1 September 2020
Scottish Left Review (Issue 119 p.8)

Ellie Harrison makes the case for getting Glasgow to go green and free in its transport system

September 2020 sees Get Glasgow Moving joining forces with unions, the youth climate movement and community campaigns to launch the ‘Free Our City’ coalition in Glasgow. Inspired by hundreds of forward-thinking cities across the world – from Kansas to Calais – we’re demanding that our politicians deliver a world-class, fully-integrated and accessible public transport network that’s free at the point of use. This radical policy is now urgent and necessary to ensure our city makes a just and green recovery from the pandemic – a recovery which addresses the climate emergency and tackles gross inequalities in our society.

Free public transport benefits everyone, but especially those living on low incomes, young people, women and black and ethnic minorities – who all rely on public transport more. In Glasgow, with such low car-ownership (49% of households), free public transport would reduce social isolation and lift people out of poverty. Last year, Glasgow City Council declared a ‘climate emergency’ and agreed the target of reducing the city’s emissions to net-zero by 2030. One of their Climate Emergency Working Group’s Recommendations was to undertake a ‘formal assessment of the potential for making the transition to a public transport system that is free to use’.

The Free Our City coalition has been founded to ensure this ‘assessment’ becomes action to make this policy a reality sooner rather than later. Reliance on private cars is the main cause of carbon emissions and toxic air pollution in our city. In order to meet the 2030 target, car mileage will have to be cut by as much as 60% over a decade. We need to provide universal and comprehensive public transport so that everyone can fully-participate in the social and economic life of our city without need or aspiration to own a car.

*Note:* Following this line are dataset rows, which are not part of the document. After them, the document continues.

//! A [`Backend`] on a real terminal through `crossterm`.
//!
//! Cells are written into a ratatui [`Buffer`]; `flush` sends only the cells that changed since
//! the previous flush.

use crate::backend::Backend;
use crate::error::BackendError;
use crate::input::Event;
use crate::input::KeyCode;
use crate::input::KeyEvent;
use crate::input::KeyModifiers;
use crate::input::MouseButton;
use crate::input::MouseEvent;
use crate::input::MouseEventKind;
use ::crossterm::cursor;
use ::crossterm::event;
use ::crossterm::terminal;
use ratatui::backend::Backend as _;
use ratatui::backend::CrosstermBackend as Output;
use ratatui::buffer::Buffer;
use ratatui::layout::Rect;
use ratatui::style::Color;
use ratatui::style::Style;
use std::io;
use std::io::Stdout;
use std::sync::Mutex;
use std::sync::MutexGuard;
use std::sync::PoisonError;

struct Frame {
    current: Buffer,
    previous: Buffer,
    out: Output<Stdout>,
}

/// Owns the terminal for its lifetime: raw mode and the alternate screen are entered by
/// [`CrosstermBackend::new`] and restored on drop.
pub struct CrosstermBackend {
    frame: Mutex<Frame>,
}

impl CrosstermBackend {
    pub fn new() -> io::Result<Self> {
        let (width, height) = terminal::size()?;
        terminal::enable_raw_mode()?;
        let mut stdout = io::stdout();
        ::crossterm::execute!(
            stdout,
            terminal::EnterAlternateScreen,
            event::EnableMouseCapture,
            cursor::Hide
        )?;
        let area = Rect::new(0, 0, width, height);
        tracing::debug!(width, height, "terminal entered raw mode");
        Ok(Self {
            frame: Mutex::new(Frame {
                current: Buffer::empty(area),
                previous: Buffer::empty(area),
                out: Output::new(stdout),
            }),
        })
    }

    fn lock(&self) -> MutexGuard<'_, Frame> {
        self.frame.lock().unwrap_or_else(PoisonError::into_inner)
    }

    fn resize(&self, width: u16, height: u16) -> Result<(), BackendError> {
        let area = Rect::new(0, 0, width, height);
        let mut frame = self.lock();
        frame.current.resize(area);
        // Whatever was on screen is gone after a resize; repaint everything on the next flush.
        frame.previous = Buffer::empty(area);
        frame.out.clear()?;
        Ok(())
    }
}

impl Drop for CrosstermBackend {
    fn drop(&mut self) {
        let _ = terminal::disable_raw_mode();
        let _ = ::crossterm::execute!(
            io::stdout(),
            event::DisableMouseCapture,
            terminal::LeaveAlternateScreen,
            cursor::Show
        );
    }
}

impl Backend for CrosstermBackend {
    fn clear(&self, fg: Color, bg: Color) -> Result<(), BackendError> {
        let mut frame = self.lock();
        let area = frame.current.area;
        frame.current.reset();
        frame.current.set_style(area, Style::default().fg(fg).bg(bg));
        Ok(())
    }

    fn set_cell(&self, x: u16, y: u16, ch: char, fg: Color, bg: Color) {
        let mut frame = self.lock();
        if let Some(cell) = frame.current.cell_mut((x, y)) {
            cell.set_char(ch).set_fg(fg).set_bg(bg);
        }
    }

    fn size(&self) -> (u16, u16) {
        let area = self.lock().current.area;
        (area.width, area.height)
    }

    fn poll_event(&self) -> Event {
        loop {
            let ev = match event::read() {
                Ok(ev) => ev,
                Err(err) => return Event::Error(err.into()),
            };
            let Some(ev) = event_from_crossterm(ev) else {
                continue;
            };
            if let Event::Resize { width, height } = ev {
                if let Err(err) = self.resize(width, height) {
                    return Event::Error(err);
                }
            }
            return ev;
        }
    }

    fn flush(&self) -> Result<(), BackendError> {
        let mut frame = self.lock();
        let Frame {
            current,
            previous,
            out,
        } = &mut *frame;
        let updates = previous.diff(current);
        out.draw(updates.into_iter())?;
        ratatui::backend::Backend::flush(out)?;
        *previous = current.clone();
        Ok(())
    }
}

/// Converts a crossterm event, dropping key releases and repeats, keys no window reacts to,
/// focus changes, and mouse movement without a button.
pub fn event_from_crossterm(ev: event::Event) -> Option<Event> {
    match ev {
        event::Event::Key(key) if key.kind == event::KeyEventKind::Press => {
            KeyEvent::try_from(key).ok().map(Event::Key)
        }
        event::Event::Mouse(m) => MouseEvent::try_from(m).ok().map(Event::Mouse),
        event::Event::Paste(text) => Some(Event::Paste(text)),
        event::Event::Resize(width, height) => Some(Event::Resize { width, height }),
        _ => None,
    }
}

impl TryFrom<event::KeyEvent> for KeyEvent {
    type Error = event::KeyCode;

    fn try_from(key: event::KeyEvent) -> Result<Self, Self::Error> {
        let code = match key.code {
            event::KeyCode::Char(c) => KeyCode::Char(c),
            event::KeyCode::Up => KeyCode::Up,
            event::KeyCode::Down => KeyCode::Down,
            event::KeyCode::Enter => KeyCode::Enter,
            event::KeyCode::Tab => KeyCode::Tab,
            event::KeyCode::Esc => KeyCode::Esc,
            other => return Err(other),
        };
        Ok(Self {
            code,
            modifiers: key.modifiers.into(),
        })
    }
}

impl TryFrom<event::MouseEvent> for MouseEvent {
    type Error = event::MouseEventKind;

    fn try_from(m: event::MouseEvent) -> Result<Self, Self::Error> {
        let kind = match m.kind {
            event::MouseEventKind::ScrollUp => MouseEventKind::ScrollUp,
            event::MouseEventKind::ScrollDown => MouseEventKind::ScrollDown,
            event::MouseEventKind::Down(b) => MouseEventKind::Down(b.into()),
            event::MouseEventKind::Up(b) => MouseEventKind::Up(b.into()),
            event::MouseEventKind::Drag(b) => MouseEventKind::Drag(b.into()),
            other => return Err(other),
        };
        Ok(Self {
            x: m.column,
            y: m.row,
            kind,
            modifiers: m.modifiers.into(),
        })
    }
}

impl From<event::KeyModifiers> for KeyModifiers {
    fn from(m: event::KeyModifiers) -> Self {
        Self {
            shift: m.contains(event::KeyModifiers::SHIFT),
            ctrl: m.contains(event::KeyModifiers::CONTROL),
            alt: m.contains(event::KeyModifiers::ALT),
        }
    }
}

impl From<event::MouseButton> for MouseButton {
    fn from(b: event::MouseButton) -> Self {
        match b {
            event::MouseButton::Left => Self::Left,
            event::MouseButton::Right => Self::Right,
            event::MouseButton::Middle => Self::Middle,
        }
    }
}

#[cfg(test)]
mod tests {
    use super::*;

    #[test]
    fn resize_and_press_events_convert() {
        let ev = event_from_crossterm(event::Event::Resize(80, 24));
        assert!(matches!(
            ev,
            Some(Event::Resize {
                width: 80,
                height: 24
            })
        ));

        let press = event::KeyEvent::new(event::KeyCode::Char('j'), event::KeyModifiers::CONTROL);
        match event_from_crossterm(event::Event::Key(press)) {
            Some(Event::Key(k)) => {
                assert_eq!(k.code, KeyCode::Char('j'));
                assert!(k.modifiers.ctrl);
            }
            other => panic!("unexpected: {other:?}"),
        }
    }

    #[test]
    fn releases_and_unknown_keys_are_dropped() {
        let mut release = event::KeyEvent::new(event::KeyCode::Up, event::KeyModifiers::NONE);
        release.kind = event::KeyEventKind::Release;
        assert!(event_from_crossterm(event::Event::Key(release)).is_none());

        for code in [event::KeyCode::F(1), event::KeyCode::PageDown, event::KeyCode::Home] {
            let key = event::KeyEvent::new(code, event::KeyModifiers::NONE);
            assert_eq!(KeyEvent::try_from(key), Err(code));
            assert!(event_from_crossterm(event::Event::Key(key)).is_none());
        }
        assert!(event_from_crossterm(event::Event::FocusGained).is_none());
    }

    #[test]
    fn wheel_converts_and_bare_motion_is_dropped() {
        let mouse = |kind| event::MouseEvent {
            kind,
            column: 3,
            row: 4,
            modifiers: event::KeyModifiers::SHIFT,
        };
        match event_from_crossterm(event::Event::Mouse(mouse(event::MouseEventKind::ScrollUp))) {
            Some(Event::Mouse(m)) => {
                assert_eq!((m.x, m.y, m.kind), (3, 4, MouseEventKind::ScrollUp));
                assert!(m.modifiers.shift);
            }
            other => panic!("unexpected: {other:?}"),
        }
        let moved = mouse(event::MouseEventKind::Moved);
        assert!(event_from_crossterm(event::Event::Mouse(moved)).is_none());
    }
}
//! The window registry and focus pointer shared by everything on one terminal.

use crate::backend::SharedBackend;
use crate::dispatch::Dispatcher;
use crate::error::Result;
use crate::window::Window;
use crate::window::WindowOptions;
use ratatui::style::Color;
use std::sync::Arc;
use std::sync::Mutex;
use std::sync::MutexGuard;
use std::sync::PoisonError;
use std::sync::Weak;

pub(crate) struct ScreenShared {
    backend: SharedBackend,
    registry: Mutex<Registry>,
}

#[derive(Default)]
struct Registry {
    windows: Vec<Arc<Window>>,
    focused: Option<Weak<Window>>,
}

/// An ordered set of windows sharing one backend, with exactly one of them focused.
///
/// `Screen` is a cheap handle; clones refer to the same registry. The registry lock only guards
/// the window list and the focus pointer, never window contents.
#[derive(Clone)]
pub struct Screen {
    shared: Arc<ScreenShared>,
}

impl std::fmt::Debug for Screen {
    fn fmt(&self, f: &mut std::fmt::Formatter<'_>) -> std::fmt::Result {
        f.debug_struct("Screen")
            .field("windows", &self.len())
            .finish_non_exhaustive()
    }
}

impl Screen {
    pub fn new(backend: SharedBackend) -> Self {
        Self {
            shared: Arc::new(ScreenShared {
                backend,
                registry: Mutex::new(Registry::default()),
            }),
        }
    }

    pub(crate) fn from_shared(shared: Arc<ScreenShared>) -> Self {
        Self { shared }
    }

    pub fn backend(&self) -> &SharedBackend {
        &self.shared.backend
    }

    /// Creates a window with the given palette, registers it, and focuses it.
    pub fn new_window(&self, fg: Color, bg: Color, row_fg: Color, row_bg: Color) -> Arc<Window> {
        self.new_window_with_options(WindowOptions::new(fg, bg, row_fg, row_bg))
    }

    pub fn new_window_with_options(&self, opts: WindowOptions) -> Arc<Window> {
        let mut registry = self.lock();
        let window = Arc::new(Window::new(
            opts,
            self.shared.backend.clone(),
            Arc::downgrade(&self.shared),
        ));
        registry.windows.push(window.clone());
        registry.focused = Some(Arc::downgrade(&window));
        tracing::debug!(windows = registry.windows.len(), "window created and focused");
        window
    }

    /// Routes subsequent events to `window`.
    ///
    /// `window` is expected to belong to this screen; membership is not checked. Focusing a
    /// foreign window works until that window is dropped, after which nothing is focused.
    pub fn focus(&self, window: &Arc<Window>) {
        let mut registry = self.lock();
        registry.focused = Some(Arc::downgrade(window));
        tracing::debug!("focus changed");
    }

    pub fn focused(&self) -> Option<Arc<Window>> {
        self.lock().focused.as_ref().and_then(Weak::upgrade)
    }

    pub fn is_focused(&self, window: &Arc<Window>) -> bool {
        self.lock()
            .focused
            .as_ref()
            .is_some_and(|w| Weak::ptr_eq(w, &Arc::downgrade(window)))
    }

    /// Registered windows in creation order.
    pub fn windows(&self) -> Vec<Arc<Window>> {
        self.lock().windows.clone()
    }

    pub fn len(&self) -> usize {
        self.lock().windows.len()
    }

    pub fn is_empty(&self) -> bool {
        self.len() == 0
    }

    /// Runs the dispatch loop on the current thread with the default fatal-error policy
    /// (stop and return the error).
    pub fn run(&self) -> Result<()> {
        Dispatcher::new(self.clone()).run()
    }

    fn lock(&self) -> MutexGuard<'_, Registry> {
        self.shared
            .registry
            .lock()
            .unwrap_or_else(PoisonError::into_inner)
    }
}

#[cfg(test)]
mod tests {
    use super::*;
    use crate::backend::test::TestBackend;
    use std::thread;

    fn screen() -> Screen {
        Screen::new(Arc::new(TestBackend::new(20, 5)))
    }

    #[test]
    fn new_window_registers_and_focuses() {
        let s = screen();
        assert!(s.is_empty());
        assert!(s.focused().is_none());

        let a = s.new_window(Color::White, Color::Black, Color::Black, Color::White);
        assert!(s.is_focused(&a));
        let b = s.new_window(Color::White, Color::Black, Color::Black, Color::White);
        assert!(s.is_focused(&b));
        assert!(!s.is_focused(&a));

        let windows = s.windows();
        assert_eq!(windows.len(), 2);
        assert!(Arc::ptr_eq(&windows[0], &a));
        assert!(Arc::ptr_eq(&windows[1], &b));
    }

    #[test]
    fn focus_reassigns_pointer() {
        let s = screen();
        let a = s.new_window_with_options(WindowOptions::default());
        let _b = s.new_window_with_options(WindowOptions::default());
        s.focus(&a);
        assert!(s.focused().is_some_and(|w| Arc::ptr_eq(&w, &a)));
    }

    #[test]
    fn window_can_focus_itself_through_back_reference() {
        let s = screen();
        let a = s.new_window_with_options(WindowOptions::default());
        let _b = s.new_window_with_options(WindowOptions::default());
        assert!(a.focus());
        assert!(s.is_focused(&a));
        assert_eq!(a.screen().map(|s| s.len()), Some(2));
    }

    #[test]
    fn foreign_window_focus_is_not_validated() {
        let s = screen();
        let _a = s.new_window_with_options(WindowOptions::default());
        let other = screen();
        let foreign = other.new_window_with_options(WindowOptions::default());

        s.focus(&foreign);
        assert!(s.is_focused(&foreign));
        assert_eq!(s.len(), 1);
    }

    #[test]
    fn concurrent_new_window_leaves_one_registered_focus() {
        let s = screen();
        let handles: Vec<_> = (0..8)
            .map(|_| {
                let s = s.clone();
                thread::spawn(move || s.new_window_with_options(WindowOptions::default()))
            })
            .collect();
        let created: Vec<_> = handles.into_iter().map(|h| h.join().unwrap()).collect();

        assert_eq!(s.len(), 8);
        let focused = s.focused().unwrap();
        assert!(created.iter().any(|w| Arc::ptr_eq(w, &focused)));
        // The last registration is the one that holds focus.
        assert!(Arc::ptr_eq(s.windows().last().unwrap(), &focused));
    }
}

Free public transport also has economic benefits far outweighing the cost of running it – returning £1.70 to the economy for every £1 spent, and it can pay for itself in increased tax receipts. But it is only practical and cost-effective to deliver with full public control of the whole public transport network – trains, Subway and buses. Glasgow’s Subway is currently the only part publicly-owned and controlled (by SPT), which is why fares are so much cheaper than the buses (a Subway single is just £1.55 compared to £2.50 on First Glasgow). But the tide is turning. Transport Secretary Michael Matheson announced in December 2019 that he would end Abellio’s contract to run ScotRail (the company owned by the Dutch government) three years early, in 2022, and we’re campaigning for a public sector operator to take over of trains. And we now have new powers available in the Transport (Scotland) Act 2019 to re-regulate our bus network (under ‘franchising’) and set up a publicly-owned bus company for Greater Glasgow to take over routes and reconnect the communities left stranded as a result of cuts by private bus companies.

The coronavirus crisis has proved public transport is an essential public service to get key-workers to their jobs. It has also laid bare the absurdities of running our public transport on a for-profit basis. The need to maximise profits from fares is not compatible with current social distancing guidance. In the present privatised system, when we needed to reduce services during government lockdown, they ended up costing us more to run! The Scottish Government has already bailed-out failing private bus companies by more than £300m. This should be an opportunity to buy back our buses, so that they can be run in the public good for the long term.

There are many ways to improve the safety of our public transport. Public control is central to them all. If we own and run our own buses and trains, then we control the safety for staff and passengers. We can improve pay, conditions and training for staff. And, we can deliver far more frequent and reliable services for passengers to reduce overcrowding, and better plan the routes to speed-up journey times and minimise the need for interchange. We can upgrade the fleet to zero-emissions electric buses and make them more spacious, with air-conditioning and multiple entrances and exits.

We need to use this crisis as an opportunity to build back a far better public transport network, which actually serves our needs and helps us meet the many challenges of the decade ahead. Once the pandemic has passed, we will be faced with a massive economic crisis and a climate emergency that is not going away. Building a world-class, fully-integrated and accessible public transport network – free at the point of use – will provide the thousands of high quality, ready-to-go green jobs that we’ll urgently need for our city to make a just and green recovery.